WHAT NEEDS TO BE DONE: Please retype, character for character, the portion of the entries below that runs from the line containing "let url = Url::parse(value).map_err(|e|" to the last line.
=== THE DATA ===
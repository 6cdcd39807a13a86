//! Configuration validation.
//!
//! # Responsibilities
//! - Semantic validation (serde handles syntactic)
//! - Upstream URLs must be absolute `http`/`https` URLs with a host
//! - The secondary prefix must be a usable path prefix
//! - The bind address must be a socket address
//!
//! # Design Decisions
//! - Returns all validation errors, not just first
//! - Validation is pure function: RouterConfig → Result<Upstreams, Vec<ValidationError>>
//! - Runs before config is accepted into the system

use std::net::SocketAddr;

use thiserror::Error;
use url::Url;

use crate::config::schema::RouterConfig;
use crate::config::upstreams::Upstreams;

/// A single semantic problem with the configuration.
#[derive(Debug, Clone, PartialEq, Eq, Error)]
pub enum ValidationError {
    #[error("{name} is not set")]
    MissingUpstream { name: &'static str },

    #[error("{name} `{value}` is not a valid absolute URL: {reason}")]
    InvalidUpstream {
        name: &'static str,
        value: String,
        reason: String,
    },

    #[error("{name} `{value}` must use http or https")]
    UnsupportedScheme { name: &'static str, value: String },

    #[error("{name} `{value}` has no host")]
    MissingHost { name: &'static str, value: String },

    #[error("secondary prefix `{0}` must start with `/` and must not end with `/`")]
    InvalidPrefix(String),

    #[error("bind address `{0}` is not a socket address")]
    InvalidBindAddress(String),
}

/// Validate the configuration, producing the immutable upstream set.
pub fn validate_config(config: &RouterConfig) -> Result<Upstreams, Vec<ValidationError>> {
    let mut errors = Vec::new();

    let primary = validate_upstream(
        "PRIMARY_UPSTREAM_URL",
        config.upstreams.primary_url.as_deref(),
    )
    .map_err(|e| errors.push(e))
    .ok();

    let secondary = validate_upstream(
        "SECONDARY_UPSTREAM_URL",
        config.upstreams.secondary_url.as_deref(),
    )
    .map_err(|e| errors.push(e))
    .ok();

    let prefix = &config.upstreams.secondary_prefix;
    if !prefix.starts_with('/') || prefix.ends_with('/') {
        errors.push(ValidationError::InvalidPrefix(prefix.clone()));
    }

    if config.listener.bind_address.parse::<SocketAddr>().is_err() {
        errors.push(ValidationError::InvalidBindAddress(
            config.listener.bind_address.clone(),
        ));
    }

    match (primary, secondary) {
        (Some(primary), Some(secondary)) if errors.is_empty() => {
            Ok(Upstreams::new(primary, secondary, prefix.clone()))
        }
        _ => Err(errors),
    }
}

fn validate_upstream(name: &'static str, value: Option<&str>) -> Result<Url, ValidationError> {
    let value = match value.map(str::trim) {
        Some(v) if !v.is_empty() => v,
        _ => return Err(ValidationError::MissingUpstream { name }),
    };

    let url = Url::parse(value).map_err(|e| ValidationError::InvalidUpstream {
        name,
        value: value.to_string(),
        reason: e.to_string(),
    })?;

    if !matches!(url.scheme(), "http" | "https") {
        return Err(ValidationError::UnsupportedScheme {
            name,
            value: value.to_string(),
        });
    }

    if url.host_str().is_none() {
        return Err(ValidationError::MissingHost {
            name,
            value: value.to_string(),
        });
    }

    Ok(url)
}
===
SOLUTION TO THE PROBLEM:
    let url = Url::parse(value).map_err(|e| ValidationError::InvalidUpstream {
        name,
        value: value.to_string(),
        reason: e.to_string(),
    })?;

    if !matches!(url.scheme(), "http" | "https") {
        return Err(ValidationError::UnsupportedScheme {
            name,
            value: value.to_string(),
        });
    }

    if url.host_str().is_none() {
        return Err(ValidationError::MissingHost {
            name,
            value: value.to_string(),
        });
    }

    Ok(url)
}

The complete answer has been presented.